■ Provided records:
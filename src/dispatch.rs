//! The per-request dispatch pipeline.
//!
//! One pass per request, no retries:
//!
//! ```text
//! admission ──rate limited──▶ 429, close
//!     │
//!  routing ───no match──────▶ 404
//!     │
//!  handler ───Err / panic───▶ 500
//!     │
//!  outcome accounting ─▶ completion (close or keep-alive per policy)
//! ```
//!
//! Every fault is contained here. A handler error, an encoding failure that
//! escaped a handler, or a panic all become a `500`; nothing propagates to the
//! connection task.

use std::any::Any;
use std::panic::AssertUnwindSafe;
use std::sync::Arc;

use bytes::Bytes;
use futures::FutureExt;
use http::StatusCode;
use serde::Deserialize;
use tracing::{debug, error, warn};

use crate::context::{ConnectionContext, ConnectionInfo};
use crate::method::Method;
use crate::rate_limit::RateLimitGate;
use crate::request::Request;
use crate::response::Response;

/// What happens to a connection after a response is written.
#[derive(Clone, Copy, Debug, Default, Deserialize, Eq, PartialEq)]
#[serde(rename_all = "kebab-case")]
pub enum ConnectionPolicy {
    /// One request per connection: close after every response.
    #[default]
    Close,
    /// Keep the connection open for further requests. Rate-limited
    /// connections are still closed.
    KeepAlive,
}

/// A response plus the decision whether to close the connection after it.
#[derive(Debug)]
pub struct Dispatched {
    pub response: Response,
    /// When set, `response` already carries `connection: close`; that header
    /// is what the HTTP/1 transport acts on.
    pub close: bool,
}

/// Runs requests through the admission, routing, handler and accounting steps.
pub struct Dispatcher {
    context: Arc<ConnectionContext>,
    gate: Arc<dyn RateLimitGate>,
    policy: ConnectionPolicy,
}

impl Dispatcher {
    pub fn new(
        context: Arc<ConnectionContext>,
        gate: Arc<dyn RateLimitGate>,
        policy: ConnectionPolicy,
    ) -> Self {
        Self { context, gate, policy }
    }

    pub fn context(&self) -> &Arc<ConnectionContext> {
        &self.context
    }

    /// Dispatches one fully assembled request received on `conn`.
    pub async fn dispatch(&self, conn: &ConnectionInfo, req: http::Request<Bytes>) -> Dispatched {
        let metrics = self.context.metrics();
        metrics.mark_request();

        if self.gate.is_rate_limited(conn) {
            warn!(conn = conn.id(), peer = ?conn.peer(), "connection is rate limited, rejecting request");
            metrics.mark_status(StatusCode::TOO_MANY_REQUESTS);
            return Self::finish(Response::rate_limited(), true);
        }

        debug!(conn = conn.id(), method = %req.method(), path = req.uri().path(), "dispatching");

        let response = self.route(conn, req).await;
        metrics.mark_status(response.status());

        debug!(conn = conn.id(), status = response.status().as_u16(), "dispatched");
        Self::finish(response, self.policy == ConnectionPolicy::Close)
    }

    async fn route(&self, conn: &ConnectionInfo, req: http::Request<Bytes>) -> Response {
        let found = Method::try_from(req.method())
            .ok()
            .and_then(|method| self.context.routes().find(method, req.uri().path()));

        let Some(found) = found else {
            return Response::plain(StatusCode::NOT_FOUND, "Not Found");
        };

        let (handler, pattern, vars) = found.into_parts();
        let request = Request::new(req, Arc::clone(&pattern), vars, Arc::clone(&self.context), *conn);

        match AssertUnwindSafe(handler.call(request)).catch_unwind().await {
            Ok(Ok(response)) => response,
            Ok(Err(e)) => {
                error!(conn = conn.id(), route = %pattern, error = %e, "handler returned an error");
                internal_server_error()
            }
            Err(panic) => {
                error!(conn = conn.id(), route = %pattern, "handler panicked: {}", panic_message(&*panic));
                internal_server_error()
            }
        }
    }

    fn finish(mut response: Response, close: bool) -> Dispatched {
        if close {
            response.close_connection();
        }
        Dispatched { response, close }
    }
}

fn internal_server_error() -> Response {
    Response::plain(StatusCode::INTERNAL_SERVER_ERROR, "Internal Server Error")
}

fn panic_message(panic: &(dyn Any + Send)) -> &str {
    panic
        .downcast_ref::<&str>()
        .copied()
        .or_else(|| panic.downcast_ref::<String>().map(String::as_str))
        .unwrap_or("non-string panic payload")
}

■ Instructions to follow: Please tally every line of the material above that has the string "routing", and write only the total.

■ Solution for this problem: 2